Wherever the string "seeded" shows up in the material below, copy that line.

**THE DATA:**
===============
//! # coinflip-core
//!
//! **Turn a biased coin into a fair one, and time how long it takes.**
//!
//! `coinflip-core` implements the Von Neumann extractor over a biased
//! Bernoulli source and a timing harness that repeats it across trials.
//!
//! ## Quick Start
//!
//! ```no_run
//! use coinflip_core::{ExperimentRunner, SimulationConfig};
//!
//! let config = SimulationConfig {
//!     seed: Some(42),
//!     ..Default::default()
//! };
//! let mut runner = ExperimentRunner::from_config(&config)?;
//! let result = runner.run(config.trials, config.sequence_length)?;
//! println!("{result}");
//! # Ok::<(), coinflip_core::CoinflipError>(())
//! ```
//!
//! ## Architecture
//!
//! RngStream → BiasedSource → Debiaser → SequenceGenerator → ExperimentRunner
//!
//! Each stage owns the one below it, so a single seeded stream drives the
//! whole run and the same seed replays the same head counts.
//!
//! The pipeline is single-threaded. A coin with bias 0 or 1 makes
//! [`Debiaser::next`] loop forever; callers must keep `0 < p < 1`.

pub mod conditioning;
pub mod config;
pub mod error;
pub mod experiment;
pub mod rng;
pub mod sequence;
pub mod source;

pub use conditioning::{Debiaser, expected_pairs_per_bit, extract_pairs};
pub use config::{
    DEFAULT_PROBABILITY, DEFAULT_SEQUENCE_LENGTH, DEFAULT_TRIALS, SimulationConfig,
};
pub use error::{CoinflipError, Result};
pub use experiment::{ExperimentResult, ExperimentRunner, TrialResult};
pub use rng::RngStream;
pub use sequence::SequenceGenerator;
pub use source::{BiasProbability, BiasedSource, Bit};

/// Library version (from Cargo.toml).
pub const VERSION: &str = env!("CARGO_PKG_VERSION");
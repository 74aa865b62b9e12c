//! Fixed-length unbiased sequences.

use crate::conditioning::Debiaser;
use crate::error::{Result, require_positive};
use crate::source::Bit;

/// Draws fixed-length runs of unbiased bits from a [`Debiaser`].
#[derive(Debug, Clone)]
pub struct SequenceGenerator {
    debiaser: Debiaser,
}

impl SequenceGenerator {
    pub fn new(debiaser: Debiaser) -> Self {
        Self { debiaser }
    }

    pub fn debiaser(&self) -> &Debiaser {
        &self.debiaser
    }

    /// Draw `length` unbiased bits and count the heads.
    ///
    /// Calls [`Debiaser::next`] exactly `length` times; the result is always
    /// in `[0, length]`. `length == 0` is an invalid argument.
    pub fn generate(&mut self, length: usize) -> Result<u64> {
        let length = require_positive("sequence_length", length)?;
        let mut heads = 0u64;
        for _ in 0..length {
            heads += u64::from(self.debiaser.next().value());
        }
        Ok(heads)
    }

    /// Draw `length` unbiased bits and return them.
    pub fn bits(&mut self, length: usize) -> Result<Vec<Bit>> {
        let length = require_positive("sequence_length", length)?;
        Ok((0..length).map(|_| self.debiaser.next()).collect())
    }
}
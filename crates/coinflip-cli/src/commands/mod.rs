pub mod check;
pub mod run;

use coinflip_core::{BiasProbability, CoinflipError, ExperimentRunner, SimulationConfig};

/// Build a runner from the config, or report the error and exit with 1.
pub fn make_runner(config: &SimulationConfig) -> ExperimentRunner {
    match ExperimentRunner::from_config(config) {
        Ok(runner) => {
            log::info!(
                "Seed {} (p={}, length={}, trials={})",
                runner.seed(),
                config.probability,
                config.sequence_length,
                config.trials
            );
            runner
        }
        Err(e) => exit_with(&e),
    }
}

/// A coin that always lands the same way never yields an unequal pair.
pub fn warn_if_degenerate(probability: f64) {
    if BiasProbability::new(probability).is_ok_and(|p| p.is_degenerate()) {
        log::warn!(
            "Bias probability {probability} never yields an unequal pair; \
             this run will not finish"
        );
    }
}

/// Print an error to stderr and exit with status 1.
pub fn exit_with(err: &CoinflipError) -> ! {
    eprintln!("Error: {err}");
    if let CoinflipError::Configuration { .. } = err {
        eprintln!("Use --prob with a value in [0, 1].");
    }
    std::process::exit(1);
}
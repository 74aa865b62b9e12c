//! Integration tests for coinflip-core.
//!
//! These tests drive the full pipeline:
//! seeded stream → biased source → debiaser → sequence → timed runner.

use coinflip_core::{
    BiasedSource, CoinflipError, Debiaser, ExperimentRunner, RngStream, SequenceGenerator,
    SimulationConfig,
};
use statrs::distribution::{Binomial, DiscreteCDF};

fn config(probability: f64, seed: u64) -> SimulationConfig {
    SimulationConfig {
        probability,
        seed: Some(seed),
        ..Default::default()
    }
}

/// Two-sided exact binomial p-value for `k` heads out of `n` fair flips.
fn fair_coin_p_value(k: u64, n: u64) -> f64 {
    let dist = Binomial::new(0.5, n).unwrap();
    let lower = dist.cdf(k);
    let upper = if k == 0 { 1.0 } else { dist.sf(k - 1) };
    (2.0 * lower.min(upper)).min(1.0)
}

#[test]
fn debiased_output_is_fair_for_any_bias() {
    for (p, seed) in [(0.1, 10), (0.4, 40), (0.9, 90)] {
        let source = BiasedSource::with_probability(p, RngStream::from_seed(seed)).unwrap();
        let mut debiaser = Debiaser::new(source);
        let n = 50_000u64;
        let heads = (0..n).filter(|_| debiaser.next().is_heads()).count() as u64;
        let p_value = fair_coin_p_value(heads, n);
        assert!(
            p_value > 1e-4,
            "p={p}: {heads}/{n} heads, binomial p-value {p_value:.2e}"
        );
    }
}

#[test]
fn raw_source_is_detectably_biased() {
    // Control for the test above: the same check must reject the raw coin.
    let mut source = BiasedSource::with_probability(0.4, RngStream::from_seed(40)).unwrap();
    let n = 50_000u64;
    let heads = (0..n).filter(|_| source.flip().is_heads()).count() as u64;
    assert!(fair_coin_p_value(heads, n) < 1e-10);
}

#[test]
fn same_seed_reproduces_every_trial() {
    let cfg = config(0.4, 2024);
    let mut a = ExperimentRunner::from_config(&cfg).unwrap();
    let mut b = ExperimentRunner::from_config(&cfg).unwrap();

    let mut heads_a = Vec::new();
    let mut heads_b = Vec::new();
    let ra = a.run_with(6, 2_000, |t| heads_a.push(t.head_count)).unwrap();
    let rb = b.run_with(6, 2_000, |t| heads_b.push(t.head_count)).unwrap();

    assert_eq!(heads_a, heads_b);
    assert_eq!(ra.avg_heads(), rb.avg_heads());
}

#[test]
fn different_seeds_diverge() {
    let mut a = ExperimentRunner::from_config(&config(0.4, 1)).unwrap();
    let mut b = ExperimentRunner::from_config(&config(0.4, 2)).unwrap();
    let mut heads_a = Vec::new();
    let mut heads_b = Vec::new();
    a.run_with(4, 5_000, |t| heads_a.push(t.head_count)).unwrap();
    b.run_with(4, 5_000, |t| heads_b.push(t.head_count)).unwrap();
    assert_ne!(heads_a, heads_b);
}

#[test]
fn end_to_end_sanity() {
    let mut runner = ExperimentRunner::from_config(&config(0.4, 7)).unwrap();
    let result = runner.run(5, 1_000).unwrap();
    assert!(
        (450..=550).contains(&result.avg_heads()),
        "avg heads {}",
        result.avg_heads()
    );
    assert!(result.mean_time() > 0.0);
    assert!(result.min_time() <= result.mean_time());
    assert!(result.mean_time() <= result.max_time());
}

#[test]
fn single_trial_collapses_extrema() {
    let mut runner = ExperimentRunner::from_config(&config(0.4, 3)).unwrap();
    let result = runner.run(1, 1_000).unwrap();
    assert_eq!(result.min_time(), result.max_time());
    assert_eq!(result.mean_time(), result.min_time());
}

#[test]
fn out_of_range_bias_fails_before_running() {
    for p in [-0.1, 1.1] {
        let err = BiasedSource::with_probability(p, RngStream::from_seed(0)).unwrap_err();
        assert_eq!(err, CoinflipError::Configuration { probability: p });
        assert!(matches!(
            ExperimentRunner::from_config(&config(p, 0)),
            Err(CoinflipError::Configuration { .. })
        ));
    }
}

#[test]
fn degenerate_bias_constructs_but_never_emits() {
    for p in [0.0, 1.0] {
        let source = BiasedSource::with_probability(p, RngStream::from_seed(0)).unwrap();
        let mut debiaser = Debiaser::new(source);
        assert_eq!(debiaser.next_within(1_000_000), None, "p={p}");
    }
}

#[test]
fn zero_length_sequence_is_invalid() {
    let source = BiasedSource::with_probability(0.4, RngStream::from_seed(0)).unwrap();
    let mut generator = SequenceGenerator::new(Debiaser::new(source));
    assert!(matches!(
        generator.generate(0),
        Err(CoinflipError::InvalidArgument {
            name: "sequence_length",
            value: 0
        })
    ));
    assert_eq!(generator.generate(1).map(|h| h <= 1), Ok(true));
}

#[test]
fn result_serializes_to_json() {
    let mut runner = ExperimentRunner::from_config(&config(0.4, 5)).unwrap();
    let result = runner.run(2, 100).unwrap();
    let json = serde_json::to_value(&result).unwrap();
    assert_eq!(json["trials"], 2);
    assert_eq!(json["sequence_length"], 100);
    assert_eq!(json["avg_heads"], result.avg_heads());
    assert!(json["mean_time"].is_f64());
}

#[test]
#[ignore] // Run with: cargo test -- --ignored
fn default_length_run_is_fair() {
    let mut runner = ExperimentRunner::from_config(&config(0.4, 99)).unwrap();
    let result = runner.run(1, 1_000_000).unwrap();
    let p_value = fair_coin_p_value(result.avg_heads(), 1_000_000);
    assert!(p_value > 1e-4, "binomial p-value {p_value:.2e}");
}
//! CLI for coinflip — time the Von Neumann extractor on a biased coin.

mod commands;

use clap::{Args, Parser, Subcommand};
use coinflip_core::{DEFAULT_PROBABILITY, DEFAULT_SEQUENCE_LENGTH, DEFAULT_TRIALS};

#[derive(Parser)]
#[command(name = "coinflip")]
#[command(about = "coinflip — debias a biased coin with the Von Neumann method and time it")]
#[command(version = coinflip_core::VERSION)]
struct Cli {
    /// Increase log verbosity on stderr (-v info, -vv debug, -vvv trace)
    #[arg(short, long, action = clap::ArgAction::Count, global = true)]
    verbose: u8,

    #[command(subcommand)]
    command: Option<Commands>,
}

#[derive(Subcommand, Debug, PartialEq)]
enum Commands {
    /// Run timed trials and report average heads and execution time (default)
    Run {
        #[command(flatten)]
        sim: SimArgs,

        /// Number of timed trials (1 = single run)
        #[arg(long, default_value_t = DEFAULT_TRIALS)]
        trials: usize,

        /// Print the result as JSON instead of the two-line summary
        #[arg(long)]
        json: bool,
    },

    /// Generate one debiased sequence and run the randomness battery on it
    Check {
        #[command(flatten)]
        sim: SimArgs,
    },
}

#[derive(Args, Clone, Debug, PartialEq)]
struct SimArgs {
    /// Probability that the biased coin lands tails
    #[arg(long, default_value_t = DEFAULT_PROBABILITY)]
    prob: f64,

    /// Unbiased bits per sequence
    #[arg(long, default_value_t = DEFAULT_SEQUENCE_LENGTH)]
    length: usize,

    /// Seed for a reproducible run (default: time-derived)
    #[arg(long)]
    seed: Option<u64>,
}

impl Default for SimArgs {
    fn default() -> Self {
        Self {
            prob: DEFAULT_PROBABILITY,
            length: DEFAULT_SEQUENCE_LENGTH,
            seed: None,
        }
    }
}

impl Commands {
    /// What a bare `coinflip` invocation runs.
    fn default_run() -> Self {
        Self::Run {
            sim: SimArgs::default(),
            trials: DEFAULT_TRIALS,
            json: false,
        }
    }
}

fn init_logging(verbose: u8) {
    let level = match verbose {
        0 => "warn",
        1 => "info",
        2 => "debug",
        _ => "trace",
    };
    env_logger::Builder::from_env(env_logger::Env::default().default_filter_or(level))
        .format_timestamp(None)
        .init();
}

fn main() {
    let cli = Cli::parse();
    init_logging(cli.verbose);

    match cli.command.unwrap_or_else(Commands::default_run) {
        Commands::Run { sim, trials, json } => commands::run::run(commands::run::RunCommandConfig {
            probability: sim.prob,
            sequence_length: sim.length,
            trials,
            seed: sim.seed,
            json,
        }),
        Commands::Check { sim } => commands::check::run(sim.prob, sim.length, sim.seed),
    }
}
===============
**RESPONSE BOX:**
//! Each stage owns the one below it, so a single seeded stream drives the
//! seeded stream → biased source → debiaser → sequence → timed runner.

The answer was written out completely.